What to produce: Could you count the lines below that include the word "welcome" and give only the number?

Records from a dataset
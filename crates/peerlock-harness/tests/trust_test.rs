//! Peer device status: first contact, verification, identity changes and
//! forged bundles.

use peerlock_client::{
    CurveId, EncryptOutput, EncryptionPolicy, EngineError, PeerDeviceStatus, ProvisioningError,
};
use peerlock_harness::{KEY_SERVER_URL, SimManager, World};

const ALICE: &str = "alice";
const BOB: &str = "bob";
const CAROL: &str = "carol";

async fn device(world: &World, device_id: &str) -> SimManager {
    let manager = world.manager();
    manager.create_user(device_id, KEY_SERVER_URL, CurveId::C25519, Some(10)).await.unwrap();
    manager
}

async fn send(from: &SimManager, from_id: &str, to_id: &str, text: &[u8]) -> EncryptOutput {
    from.encrypt(from_id, "trust", &[to_id.to_string()], text, EncryptionPolicy::default())
        .await
        .unwrap()
}

fn ratchet(output: &EncryptOutput) -> &[u8] {
    output.recipients[0].ratchet_message.as_deref().unwrap()
}

#[tokio::test]
async fn status_moves_from_unknown_to_trusted() {
    let world = World::new(10);
    let alice = device(&world, ALICE).await;
    let bob = device(&world, BOB).await;

    assert_eq!(alice.get_peer_device_status(ALICE, BOB).unwrap(), PeerDeviceStatus::Unknown);

    let first = send(&alice, ALICE, BOB, b"1").await;
    assert_eq!(first.recipients[0].status, PeerDeviceStatus::Unknown);
    assert_eq!(alice.get_peer_device_status(ALICE, BOB).unwrap(), PeerDeviceStatus::Untrusted);

    let second = send(&alice, ALICE, BOB, b"2").await;
    assert_eq!(second.recipients[0].status, PeerDeviceStatus::Untrusted);

    assert_eq!(bob.decrypt(BOB, "trust", ALICE, ratchet(&first), None).await.unwrap().status, PeerDeviceStatus::Unknown);
    assert_eq!(
        bob.decrypt(BOB, "trust", ALICE, ratchet(&second), None).await.unwrap().status,
        PeerDeviceStatus::Untrusted
    );

    let bob_key = bob.get_self_identity_key(BOB).unwrap();
    alice.set_peer_device_status(ALICE, BOB, &bob_key, PeerDeviceStatus::Trusted).await.unwrap();
    assert_eq!(send(&alice, ALICE, BOB, b"3").await.recipients[0].status, PeerDeviceStatus::Trusted);

    alice.set_peer_device_status(ALICE, BOB, &bob_key, PeerDeviceStatus::Untrusted).await.unwrap();
    assert_eq!(alice.get_peer_device_status(ALICE, BOB).unwrap(), PeerDeviceStatus::Untrusted);
}

#[tokio::test]
async fn verifying_an_unseen_peer_pins_its_key() {
    let world = World::new(11);
    let alice = device(&world, ALICE).await;
    let bob = device(&world, BOB).await;

    let bob_key = bob.get_self_identity_key(BOB).unwrap();
    alice.set_peer_device_status(ALICE, BOB, &bob_key, PeerDeviceStatus::Trusted).await.unwrap();

    let output = send(&alice, ALICE, BOB, b"pinned").await;
    assert_eq!(output.recipients[0].status, PeerDeviceStatus::Trusted);
}

#[tokio::test]
async fn verification_with_the_wrong_key_conflicts() {
    let world = World::new(12);
    let alice = device(&world, ALICE).await;
    let _bob = device(&world, BOB).await;
    send(&alice, ALICE, BOB, b"hello").await;

    let err = alice
        .set_peer_device_status(ALICE, BOB, &[0xEE; 32], PeerDeviceStatus::Trusted)
        .await
        .unwrap_err();

    assert!(matches!(err, EngineError::Conflict { .. }));
    assert_eq!(alice.get_peer_device_status(ALICE, BOB).unwrap(), PeerDeviceStatus::Untrusted);
}

#[tokio::test]
async fn unknown_is_not_a_settable_status() {
    let world = World::new(13);
    let alice = device(&world, ALICE).await;

    let err = alice
        .set_peer_device_status(ALICE, BOB, &[1; 32], PeerDeviceStatus::Unknown)
        .await
        .unwrap_err();
    assert!(matches!(err, EngineError::InvalidInput { .. }));
}

#[tokio::test]
async fn identity_change_demotes_trusted_peer() {
    let world = World::new(14);
    let alice = device(&world, ALICE).await;
    let bob = device(&world, BOB).await;

    let hello = send(&alice, ALICE, BOB, b"hello").await;
    bob.decrypt(BOB, "trust", ALICE, ratchet(&hello), None).await.unwrap();
    let old_key = bob.get_self_identity_key(BOB).unwrap();
    alice.set_peer_device_status(ALICE, BOB, &old_key, PeerDeviceStatus::Trusted).await.unwrap();

    // Bob reinstalls: same device id, new identity.
    bob.delete_user(BOB).await.unwrap();
    bob.create_user(BOB, KEY_SERVER_URL, CurveId::C25519, Some(10)).await.unwrap();
    assert_ne!(bob.get_self_identity_key(BOB).unwrap(), old_key);

    let again = send(&bob, BOB, ALICE, b"it's me again").await;
    let received = alice.decrypt(ALICE, "trust", BOB, ratchet(&again), None).await.unwrap();

    assert_eq!(received.plaintext, b"it's me again");
    assert_eq!(received.status, PeerDeviceStatus::Untrusted);
    assert_eq!(alice.get_peer_device_status(ALICE, BOB).unwrap(), PeerDeviceStatus::Untrusted);

    // Alice's old session with Bob was discarded; her reply reaches the new Bob.
    let reply = send(&alice, ALICE, BOB, b"welcome back").await;
    let received = bob.decrypt(BOB, "trust", ALICE, ratchet(&reply), None).await.unwrap();
    assert_eq!(received.plaintext, b"welcome back");
}

#[tokio::test]
async fn forged_bundle_marks_peer_fail() {
    let world = World::new(15);
    let alice = device(&world, ALICE).await;
    let _bob = device(&world, BOB).await;

    world.transport.set_forge_bundles(true);
    let err = alice
        .encrypt(ALICE, "trust", &[BOB.to_string()], b"hi", EncryptionPolicy::default())
        .await
        .unwrap_err();
    world.transport.set_forge_bundles(false);

    assert_eq!(
        err,
        EngineError::Provisioning(ProvisioningError::InvalidSignature { device_id: BOB.into() })
    );
    assert_eq!(alice.get_peer_device_status(ALICE, BOB).unwrap(), PeerDeviceStatus::Fail);

    // Fail is sticky: a lone failed recipient makes the call invalid.
    let err = alice
        .encrypt(ALICE, "trust", &[BOB.to_string()], b"hi", EncryptionPolicy::default())
        .await
        .unwrap_err();
    assert!(matches!(err, EngineError::InvalidInput { .. }));
}

#[tokio::test]
async fn failed_recipients_are_skipped() {
    let world = World::new(16);
    let alice = device(&world, ALICE).await;
    let bob = device(&world, BOB).await;
    let carol = device(&world, CAROL).await;

    let bob_key = bob.get_self_identity_key(BOB).unwrap();
    alice.set_peer_device_status(ALICE, BOB, &bob_key, PeerDeviceStatus::Fail).await.unwrap();

    let recipients = [BOB.to_string(), CAROL.to_string()];
    let output =
        alice.encrypt(ALICE, "trust", &recipients, b"only carol", EncryptionPolicy::default()).await.unwrap();

    assert_eq!(output.recipients[0].device_id, BOB);
    assert_eq!(output.recipients[0].status, PeerDeviceStatus::Fail);
    assert!(output.recipients[0].ratchet_message.is_none());

    let to_carol = output.recipients[1].ratchet_message.as_deref().unwrap();
    let received = carol
        .decrypt(CAROL, "trust", ALICE, to_carol, Some(output.cipher_message.as_slice()))
        .await
        .unwrap();
    assert_eq!(received.plaintext, b"only carol");
}

#[tokio::test]
async fn messages_from_failed_peers_are_refused() {
    let world = World::new(17);
    let alice = device(&world, ALICE).await;
    let bob = device(&world, BOB).await;

    let alice_key = alice.get_self_identity_key(ALICE).unwrap();
    bob.set_peer_device_status(BOB, ALICE, &alice_key, PeerDeviceStatus::Fail).await.unwrap();

    let output = send(&alice, ALICE, BOB, b"let me in").await;
    let err = bob.decrypt(BOB, "trust", ALICE, ratchet(&output), None).await.unwrap_err();
    assert!(matches!(err, EngineError::Decryption { .. }));

    // Clearing the mark lets the same message through.
    bob.set_peer_device_status(BOB, ALICE, &alice_key, PeerDeviceStatus::Untrusted).await.unwrap();
    let received = bob.decrypt(BOB, "trust", ALICE, ratchet(&output), None).await.unwrap();
    assert_eq!(received.plaintext, b"let me in");
}

#[tokio::test]
async fn deleting_a_peer_forgets_it() {
    let world = World::new(18);
    let alice = device(&world, ALICE).await;
    let bob = device(&world, BOB).await;

    let first = send(&alice, ALICE, BOB, b"first").await;
    bob.decrypt(BOB, "trust", ALICE, ratchet(&first), None).await.unwrap();

    alice.delete_peer_device(ALICE, BOB).await.unwrap();
    assert_eq!(alice.get_peer_device_status(ALICE, BOB).unwrap(), PeerDeviceStatus::Unknown);

    // A fresh session is bootstrapped and Bob accepts it alongside the old one.
    let second = send(&alice, ALICE, BOB, b"second").await;
    assert_eq!(second.recipients[0].status, PeerDeviceStatus::Unknown);
    let received = bob.decrypt(BOB, "trust", ALICE, ratchet(&second), None).await.unwrap();
    assert_eq!(received.plaintext, b"second");
}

Exercise result: 2